## PROBLEM TO SOLVE
In the entries below, find the line with "Footer component renderer." and the line with "for span in". Reproduce those two lines and every line between them exactly, and nothing more.

*** DATASET CONTENT Section Begins ***

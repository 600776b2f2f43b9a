//! Application layer coordinating state, events, and actions.
//!
//! This module sits between the host loop and the catalog/storage/worker
//! layers. It implements the event-driven architecture behind the interactive
//! views.
//!
//! # Architecture
//!
//! ```text
//! User Input → Events → Event Handler → State Mutations → Actions → Side Effects
//!                           ↑                                  ↓
//!                           └────────── Fetch Responses ───────┘
//! ```
//!
//! # Modules
//!
//! - [`actions`]: Side effect commands emitted by the event handler
//! - [`handler`]: Event processing logic and state transition coordinator
//! - [`modes`]: View selection and the detail-view state machine
//! - [`state`]: Central application state container and view model computation

pub mod actions;
pub mod handler;
pub mod modes;
pub mod state;

pub use actions::Action;
pub use handler::{handle_event, Event};
pub use modes::{DetailPhase, DetailState, View};
pub use state::AppState;
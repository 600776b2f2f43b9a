//! Terminal shim and entry point.
//!
//! Reads one command per line from stdin, translates it into a library
//! [`Event`], and redraws the frame whenever the state changed. Fetch results
//! arrive concurrently and are dispatched as they complete.
//!
//! # Commands
//!
//! - `n` / `p`: next / previous page
//! - `r`: reload the current page
//! - `l` / `f`: list view / favorites view
//! - `j` / `k`: move the cursor down / up
//! - `o` or empty line: open the card under the cursor
//! - `*`: toggle favorite on the card under the cursor (or the detail subject)
//! - `b`: back from the detail view
//! - `/term`: search by name (`/` alone clears the search)
//! - `ability <v>`, `type <v>`, `species <v>`: set a filter (no value clears it)
//! - `order <name-asc|name-desc|id-asc|id-desc>`: set the sort order
//! - `clear`: clear search and filters
//! - `q`: quit

#![allow(clippy::multiple_crate_versions)]

use dexview::catalog::{FilterField, SortOrder};
use dexview::{Config, Event, Host};
use std::io::Write;
use tokio::io::{AsyncBufReadExt, BufReader};

const DEFAULT_COLS: usize = 80;

#[tokio::main(flavor = "current_thread")]
async fn main() {
    let config_path = dexview::infrastructure::config_dir().join("config.toml");
    let config = match Config::load(&config_path) {
        Ok(config) => config,
        Err(e) => {
            eprintln!("dexview: ignoring {}: {e}", config_path.display());
            Config::default()
        }
    };

    let provider = dexview::observability::init_tracing(&config);

    match dexview::initialize(&config) {
        Ok(host) => run(host).await,
        Err(e) => eprintln!("dexview: {e}"),
    }

    if let Some(provider) = provider {
        let _ = provider.shutdown();
    }
}

async fn run(mut host: Host) {
    let cols = std::env::var("COLUMNS")
        .ok()
        .and_then(|c| c.parse().ok())
        .unwrap_or(DEFAULT_COLS);

    if let Err(e) = host.dispatch(&Event::Start) {
        tracing::error!(error = %e, "start failed");
    }
    draw(&host, cols);

    let mut lines = BufReader::new(tokio::io::stdin()).lines();

    while host.is_running() {
        let changed = tokio::select! {
            line = lines.next_line() => {
                let Ok(Some(line)) = line else { break };
                let Some(event) = parse_command(&line) else {
                    tracing::debug!(input = %line, "unrecognized command");
                    continue;
                };
                host.dispatch(&event)
            }
            changed = host.pump() => changed,
        };

        match changed {
            Ok(true) if host.is_running() => draw(&host, cols),
            Ok(_) => {}
            Err(e) => tracing::error!(error = %e, "event handling failed"),
        }
    }
}

fn draw(host: &Host, cols: usize) {
    let frame = host.render(cols);
    let mut stdout = std::io::stdout().lock();
    let _ = write!(stdout, "\u{1b}[2J\u{1b}[H{frame}> ");
    let _ = stdout.flush();
}

/// Maps one input line to an event.
fn parse_command(line: &str) -> Option<Event> {
    let line = line.trim();

    if let Some(term) = line.strip_prefix('/') {
        return Some(Event::SetSearch(term.trim().to_string()));
    }

    let (command, argument) = line
        .split_once(char::is_whitespace)
        .map_or((line, ""), |(c, a)| (c, a.trim()));

    let event = match command {
        "n" => Event::NextPage,
        "p" => Event::PrevPage,
        "r" => Event::ReloadPage,
        "l" => Event::ShowList,
        "f" => Event::ShowFavorites,
        "j" => Event::CursorDown,
        "k" => Event::CursorUp,
        "o" | "" => Event::OpenSelected,
        "*" => Event::ToggleSelectedFavorite,
        "b" => Event::Back,
        "clear" => Event::ClearFilters,
        "q" => Event::Quit,
        "order" => Event::SetOrder(argument.parse::<SortOrder>().ok()?),
        other => Event::SetFilter {
            field: other.parse::<FilterField>().ok()?,
            value: argument.to_string(),
        },
    };
    Some(event)
}
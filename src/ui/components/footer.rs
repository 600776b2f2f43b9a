//! Footer component renderer.
//!
//! Renders keybinding hints in dim text, centered and truncated to the
//! terminal width.

use crate::ui::helpers::{centered, DIM, RESET};
use crate::ui::viewmodel::FooterInfo;
use std::fmt::Write;

/// Renders the footer help line.
///
/// Help text wider than `cols` is truncated so it never wraps.
pub fn render_footer(out: &mut String, footer: &FooterInfo, cols: usize) {
    let help_text: String = footer.keybindings.chars().take(cols).collect();
    let _ = writeln!(out, "{DIM}{}{RESET}", centered(&help_text, cols));
}
//! OpenTelemetry span exporter that appends JSON lines to a rotating file.

use super::file_writer::RotatingFile;
use super::span_record::SpanRecord;
use futures_util::future::BoxFuture;
use opentelemetry::trace::TraceError;
use opentelemetry::KeyValue;
use opentelemetry_sdk::export::trace::{ExportResult, SpanData, SpanExporter};
use opentelemetry_sdk::resource::Resource;
use opentelemetry_sdk::trace::{Config, TracerProvider};
use std::fmt::Write as _;

/// Writes every exported span as one [`SpanRecord`] line.
struct JsonLinesExporter {
    file: RotatingFile,
    service: String,
    is_shutdown: bool,
}

impl JsonLinesExporter {
    const fn new(file: RotatingFile, service: String) -> Self {
        Self {
            file,
            service,
            is_shutdown: false,
        }
    }

    fn encode(&self, batch: &[SpanData]) -> Result<String, TraceError> {
        let mut lines = String::new();
        for span in batch {
            let record = SpanRecord::from_span(&self.service, span);
            let json = serde_json::to_string(&record)
                .map_err(|e| TraceError::from(e.to_string()))?;
            let _ = writeln!(lines, "{json}");
        }
        Ok(lines)
    }
}

impl SpanExporter for JsonLinesExporter {
    fn export(&mut self, batch: Vec<SpanData>) -> BoxFuture<'static, ExportResult> {
        if self.is_shutdown {
            return Box::pin(std::future::ready(Err(TraceError::from(
                "exporter is shut down",
            ))));
        }

        let result = self.encode(&batch).and_then(|lines| {
            self.file
                .append(&lines)
                .map_err(|e| TraceError::from(e.to_string()))
        });

        Box::pin(std::future::ready(result))
    }

    fn shutdown(&mut self) {
        self.is_shutdown = true;
    }

    fn set_resource(&mut self, resource: &Resource) {
        if let Some(name) = resource.get(opentelemetry::Key::new("service.name")) {
            self.service = name.to_string();
        }
    }
}

impl std::fmt::Debug for JsonLinesExporter {
    fn fmt(&self, f: &mut std::fmt::Formatter<'_>) -> std::fmt::Result {
        f.debug_struct("JsonLinesExporter")
            .field("file", &self.file)
            .field("service", &self.service)
            .field("is_shutdown", &self.is_shutdown)
            .finish()
    }
}

/// Builds a tracer provider that exports each span as soon as it closes.
pub fn create_tracer_provider(file: RotatingFile, service: &str) -> TracerProvider {
    let resource = Resource::new(vec![KeyValue::new("service.name", service.to_string())]);
    let exporter = JsonLinesExporter::new(file, service.to_string());

    TracerProvider::builder()
        .with_config(Config::default().with_resource(resource))
        .with_simple_exporter(exporter)
        .build()
}
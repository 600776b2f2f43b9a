//! Dexview: a paginated creature catalog viewer backed by PokeAPI.
//!
//! Dexview provides:
//! - A paginated listing (20 per page) where every entry is enriched with its details
//! - Client-side search, attribute filters, and sort order over the shown records
//! - A detail view with attributes and an image gallery
//! - A favorites collection persisted across sessions
//! - Background fetching with bounded concurrency and cancellation of superseded requests

#![allow(clippy::multiple_crate_versions)]

//!
//! # Architecture
//!
//! ```text
//! ┌─────────────────────────────────────────────────────┐
//! │  Terminal Shim (main.rs)                            │  ← Entry point
//! └─────────────────────────────────────────────────────┘
//!                        │
//! ┌─────────────────────────────────────────────────────┐
//! │  Host (host.rs)                                     │  ← Runs actions
//! └─────────────────────────────────────────────────────┘
//!                        │
//! ┌─────────────────────────────────────────────────────┐
//! │  Application Layer (app/)                           │  ← State machine
//! │  - Event handling                                   │
//! │  - View model computation                           │
//! └─────────────────────────────────────────────────────┘
//!         │                    │                    │
//! ┌───────────────┐   ┌───────────────┐   ┌───────────────┐
//! │ Catalog       │   │ Storage       │   │ Worker        │
//! │ (catalog/)    │   │ (storage/)    │   │ (worker/)     │
//! │ - Pagination  │   │ - Key-value   │   │ - Page loads  │
//! │ - Projection  │   │ - JSON file   │   │ - Enrichment  │
//! │ - Favorites   │   │ - Favorites   │   │ - Details     │
//! └───────────────┘   └───────────────┘   └───────────────┘
//!                                                   │
//!                                         ┌───────────────┐
//!                                         │ API (api/)    │
//!                                         │ - reqwest     │
//!                                         └───────────────┘
//! ```
//!
//! # Modules
//!
//! - [`app`]: Application state machine with event/action model
//! - [`api`]: Web-service DTOs and the HTTP client
//! - [`catalog`]: Catalog session, pagination, favorites, list projection
//! - [`domain`]: Core record types and errors
//! - [`host`]: Action execution and fetch task management
//! - [`infrastructure`]: Data and config directory resolution
//! - [`storage`]: Key-value stores and the favorites repository
//! - [`worker`]: Fetch messages and the fetch worker
//! - [`ui`]: View models and text rendering
//! - [`observability`]: OpenTelemetry span export to a JSON-lines file
//!
//! # Configuration
//!
//! Settings are layered: built-in defaults, then `<config_dir>/config.toml`,
//! then `DEXVIEW_*` environment variables.
//!
//! ```toml
//! # ~/.config/dexview/config.toml
//! base_url = "https://pokeapi.co/api/v2"
//! request_timeout_secs = 10
//! enrich_concurrency = 8
//! data_dir = "~/.local/share/dexview"
//! trace_level = "debug"
//! ```
//!
//! # Example
//!
//! ```rust
//! use dexview::app::{handle_event, AppState, Event};
//! use dexview::catalog::CatalogSession;
//! use dexview::storage::{MemoryStore, StoredFavorites};
//!
//! let session = CatalogSession::new(Box::new(StoredFavorites::new(MemoryStore::new())));
//! let mut state = AppState::new(session);
//! let (_changed, _actions) = handle_event(&mut state, &Event::Start)?;
//! // Execute actions, or hand them to a `Host`...
//! # Ok::<(), dexview::DexError>(())
//! ```

pub mod api;
pub mod app;
pub mod catalog;
pub mod domain;
pub mod host;
pub mod infrastructure;
pub mod observability;
pub mod storage;
pub mod ui;
pub mod worker;

pub use app::{handle_event, Action, AppState, Event, View};
pub use domain::{DexError, Record, RecordDetails, Result};
pub use host::Host;

use serde::Deserialize;
use std::collections::BTreeMap;
use std::path::Path;
use std::sync::Arc;
use std::time::Duration;

/// Default web-service root.
pub const DEFAULT_BASE_URL: &str = "https://pokeapi.co/api/v2";

/// Name of the favorites store inside the data directory.
pub const STORE_FILE_NAME: &str = "favorites.json";

/// Prefix of environment variables read by [`ConfigLayer::from_env`].
pub const ENV_PREFIX: &str = "DEXVIEW_";

/// Runtime configuration.
#[derive(Debug, Clone, PartialEq, Eq)]
pub struct Config {
    /// Web-service root without trailing slash. Default: [`DEFAULT_BASE_URL`].
    pub base_url: String,

    /// Per-request timeout in seconds. Default: 10
    pub request_timeout_secs: u64,

    /// Maximum detail fetches in flight while enriching one page. Default: 8
    pub enrich_concurrency: usize,

    /// Directory for the favorites store and trace file.
    ///
    /// `None` selects the platform data directory. See
    /// [`infrastructure::data_dir`].
    pub data_dir: Option<String>,

    /// Tracing filter directive: `trace`, `debug`, `info`, `warn`, `error`.
    /// `None` means `"info"`. `RUST_LOG` takes precedence.
    pub trace_level: Option<String>,
}

impl Default for Config {
    fn default() -> Self {
        Self {
            base_url: DEFAULT_BASE_URL.to_string(),
            request_timeout_secs: 10,
            enrich_concurrency: 8,
            data_dir: None,
            trace_level: None,
        }
    }
}

/// One configuration source. Unset fields leave the lower layer untouched.
#[derive(Debug, Clone, Default, PartialEq, Eq, Deserialize)]
#[serde(default, deny_unknown_fields)]
pub struct ConfigLayer {
    pub base_url: Option<String>,
    pub request_timeout_secs: Option<u64>,
    pub enrich_concurrency: Option<usize>,
    pub data_dir: Option<String>,
    pub trace_level: Option<String>,
}

impl ConfigLayer {
    /// Parses string pairs. Empty values and unparsable numbers are ignored.
    ///
    /// # Example
    ///
    /// ```rust
    /// use std::collections::BTreeMap;
    /// use dexview::ConfigLayer;
    ///
    /// let mut map = BTreeMap::new();
    /// map.insert("enrich_concurrency".to_string(), "4".to_string());
    /// map.insert("request_timeout_secs".to_string(), "soon".to_string());
    ///
    /// let layer = ConfigLayer::from_map(&map);
    /// assert_eq!(layer.enrich_concurrency, Some(4));
    /// assert_eq!(layer.request_timeout_secs, None);
    /// ```
    #[must_use]
    pub fn from_map(map: &BTreeMap<String, String>) -> Self {
        let text = |key: &str| {
            map.get(key)
                .map(|v| v.trim())
                .filter(|v| !v.is_empty())
                .map(String::from)
        };

        Self {
            base_url: text("base_url"),
            request_timeout_secs: text("request_timeout_secs").and_then(|v| v.parse().ok()),
            enrich_concurrency: text("enrich_concurrency").and_then(|v| v.parse().ok()),
            data_dir: text("data_dir"),
            trace_level: text("trace_level"),
        }
    }

    /// Parses a TOML document.
    ///
    /// # Errors
    ///
    /// Returns [`DexError::Config`] for malformed TOML or unknown keys.
    pub fn from_toml_str(source: &str) -> Result<Self> {
        toml::from_str(source).map_err(|e| DexError::Config(e.to_string()))
    }

    /// Reads `DEXVIEW_*` variables, e.g. `DEXVIEW_BASE_URL` for `base_url`.
    #[must_use]
    pub fn from_env() -> Self {
        let map: BTreeMap<String, String> = std::env::vars()
            .filter_map(|(key, value)| {
                key.strip_prefix(ENV_PREFIX)
                    .map(|name| (name.to_ascii_lowercase(), value))
            })
            .collect();
        Self::from_map(&map)
    }
}

impl Config {
    /// Applies `layer` on top of `self`; fields set in `layer` win.
    #[must_use]
    pub fn merge(mut self, layer: ConfigLayer) -> Self {
        if let Some(base_url) = layer.base_url {
            self.base_url = base_url.trim_end_matches('/').to_string();
        }
        if let Some(secs) = layer.request_timeout_secs {
            self.request_timeout_secs = secs;
        }
        if let Some(concurrency) = layer.enrich_concurrency {
            self.enrich_concurrency = concurrency;
        }
        if layer.data_dir.is_some() {
            self.data_dir = layer.data_dir;
        }
        if layer.trace_level.is_some() {
            self.trace_level = layer.trace_level;
        }
        self
    }

    /// Defaults overlaid with string pairs.
    #[must_use]
    pub fn from_map(map: &BTreeMap<String, String>) -> Self {
        Self::default().merge(ConfigLayer::from_map(map))
    }

    /// Defaults overlaid with a TOML document.
    ///
    /// # Errors
    ///
    /// Returns [`DexError::Config`] for malformed TOML or unknown keys.
    pub fn from_toml_str(source: &str) -> Result<Self> {
        Ok(Self::default().merge(ConfigLayer::from_toml_str(source)?))
    }

    /// Defaults, then the config file at `path` if it exists, then the environment.
    ///
    /// # Errors
    ///
    /// Returns an error if the file exists but cannot be read or parsed.
    pub fn load(path: &Path) -> Result<Self> {
        let mut config = Self::default();
        if path.exists() {
            let source = std::fs::read_to_string(path)?;
            config = config.merge(ConfigLayer::from_toml_str(&source)?);
        }
        Ok(config.merge(ConfigLayer::from_env()))
    }

    #[must_use]
    pub const fn request_timeout(&self) -> Duration {
        Duration::from_secs(self.request_timeout_secs)
    }
}

/// Builds a ready-to-run [`Host`] from configuration.
///
/// Opens the favorites store in the data directory, loads favorites once, and
/// creates the HTTP client and fetch worker. Tracing is not initialized here;
/// see [`observability::init_tracing`].
///
/// An unusable data directory is not fatal: favorites are then kept in memory
/// for this run only.
///
/// # Errors
///
/// Returns an error if the HTTP client cannot be built.
pub fn initialize(config: &Config) -> Result<Host> {
    tracing::debug!(base_url = %config.base_url, "initializing dexview");

    let session = catalog::CatalogSession::new(open_favorites(config));

    let client = api::PokeApiClient::new(&config.base_url, config.request_timeout())?;
    let worker = worker::FetchWorker::new(Arc::new(client), config.enrich_concurrency);

    Ok(Host::new(AppState::new(session), worker))
}

fn open_favorites(config: &Config) -> Box<dyn storage::FavoritesRepository> {
    let store_path = infrastructure::data_dir(config).join(STORE_FILE_NAME);
    match storage::JsonFileStore::open(store_path) {
        Ok(store) => Box::new(storage::StoredFavorites::new(store)),
        Err(e) => {
            tracing::warn!(error = %e, "favorites store unavailable, keeping favorites in memory");
            Box::new(storage::StoredFavorites::new(storage::MemoryStore::new()))
        }
    }
}

#[cfg(test)]
mod tests {
    use super::*;
    use pretty_assertions::assert_eq;

    #[test]
    fn later_layer_wins() {
        let file = ConfigLayer::from_toml_str(
            "base_url = \"http://localhost:8000/api/v2/\"\nenrich_concurrency = 2\n",
        )
        .unwrap();
        let mut map = BTreeMap::new();
        map.insert("enrich_concurrency".to_string(), "6".to_string());
        map.insert("trace_level".to_string(), String::new());

        let config = Config::default()
            .merge(file)
            .merge(ConfigLayer::from_map(&map));

        assert_eq!(config.base_url, "http://localhost:8000/api/v2");
        assert_eq!(config.enrich_concurrency, 6);
        assert_eq!(config.request_timeout_secs, 10);
        assert_eq!(config.trace_level, None);
    }

    #[test]
    fn unknown_toml_keys_are_rejected() {
        let err = Config::from_toml_str("page_size = 50").unwrap_err();
        assert!(matches!(err, DexError::Config(_)));
    }

    fn config_in(dir: &Path) -> Config {
        Config {
            data_dir: Some(dir.display().to_string()),
            ..Config::default()
        }
    }

    #[test]
    fn undecodable_store_starts_without_favorites() {
        let dir = tempfile::TempDir::new().unwrap();
        std::fs::write(dir.path().join(STORE_FILE_NAME), [0xff, 0xfe, 0x00, 0x7b]).unwrap();

        let host = initialize(&config_in(dir.path())).unwrap();
        assert!(host.state().session.favorites().is_empty());
    }

    #[test]
    fn unusable_data_dir_keeps_favorites_in_memory() {
        let dir = tempfile::TempDir::new().unwrap();
        let blocker = dir.path().join("blocker");
        std::fs::write(&blocker, "not a directory").unwrap();

        let mut host = initialize(&config_in(&blocker.join("data"))).unwrap();
        let record = Record::new(25, "pikachu", "pikachu");
        host.dispatch(&Event::ToggleFavorite(record)).unwrap();

        assert!(host.state().session.is_favorite(25));
    }

    #[test]
    fn missing_config_file_uses_defaults() {
        let dir = tempfile::TempDir::new().unwrap();
        let config = Config::load(&dir.path().join("config.toml")).unwrap();
        assert_eq!(config.request_timeout_secs, Config::default().request_timeout_secs);
    }
}
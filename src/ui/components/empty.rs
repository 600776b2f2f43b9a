//! Empty state component renderer.
//!
//! Renders the message shown when a grid has no cards to display.

use crate::ui::helpers::{centered, DIM, RESET};
use crate::ui::viewmodel::EmptyState;
use std::fmt::Write;

/// Renders the empty state message and, if present, its subtitle.
///
/// # Layout
///
/// ```text
/// [blank line]
/// [left padding] MESSAGE
/// [left padding] subtitle
/// ```
pub fn render_empty_state(out: &mut String, empty: &EmptyState, cols: usize) {
    out.push('\n');
    let _ = writeln!(out, "{}", centered(&empty.message, cols));

    if !empty.subtitle.is_empty() {
        let _ = writeln!(out, "{DIM}{}{RESET}", centered(&empty.subtitle, cols));
    }
}
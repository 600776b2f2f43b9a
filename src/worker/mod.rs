//! Background fetch worker for web-service requests.
//!
//! The state machine never performs I/O itself. It emits [`FetchRequest`]s that
//! the host hands to the [`FetchWorker`] on the async runtime. Results come back
//! as [`FetchResponse`]s tagged with the [`FetchTicket`] of their request.
//!
//! # Architecture
//!
//! - `messages`: Request/response protocol types with trace context propagation
//! - `handler`: Worker implementation with bounded page enrichment

pub mod handler;
pub mod messages;

pub use handler::FetchWorker;
pub use messages::{FetchKind, FetchRequest, FetchResponse, FetchTicket, TraceContext};
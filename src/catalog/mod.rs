//! Catalog state and list projection.
//!
//! # Modules
//!
//! - [`pagination`]: fixed page size, page count, and bounded navigation
//! - [`favorites`]: identifier-keyed favorites collection
//! - [`projection`]: search, filters, and sort order for the list views
//! - [`session`]: the catalog session tying pages and favorites together

pub mod favorites;
pub mod pagination;
pub mod projection;
pub mod session;

pub use favorites::Favorites;
pub use pagination::{Pagination, PAGE_SIZE};
pub use projection::{FilterField, FilterOptions, ListQuery, SortOrder};
pub use session::{CatalogSession, LoadedPage, PageFailure, PendingPage};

*** DATASET CONTENT Section Ends ***

## OUTPUT
//! Footer component renderer.
//!
//! Renders keybinding hints in dim text, centered and truncated to the
//! terminal width.

use crate::ui::helpers::{centered, DIM, RESET};
use crate::ui::viewmodel::FooterInfo;
use std::fmt::Write;

/// Renders the footer help line.
///
/// Help text wider than `cols` is truncated so it never wraps.
pub fn render_footer(out: &mut String, footer: &FooterInfo, cols: usize) {
    let help_text: String = footer.keybindings.chars().take(cols).collect();
    let _ = writeln!(out, "{DIM}{}{RESET}", centered(&help_text, cols));
}
//! OpenTelemetry span exporter that appends JSON lines to a rotating file.

use super::file_writer::RotatingFile;
use super::span_record::SpanRecord;
use futures_util::future::BoxFuture;
use opentelemetry::trace::TraceError;
use opentelemetry::KeyValue;
use opentelemetry_sdk::export::trace::{ExportResult, SpanData, SpanExporter};
use opentelemetry_sdk::resource::Resource;
use opentelemetry_sdk::trace::{Config, TracerProvider};
use std::fmt::Write as _;

/// Writes every exported span as one [`SpanRecord`] line.
struct JsonLinesExporter {
    file: RotatingFile,
    service: String,
    is_shutdown: bool,
}

impl JsonLinesExporter {
    const fn new(file: RotatingFile, service: String) -> Self {
        Self {
            file,
            service,
            is_shutdown: false,
        }
    }

    fn encode(&self, batch: &[SpanData]) -> Result<String, TraceError> {
        let mut lines = String::new();
        for span in batch {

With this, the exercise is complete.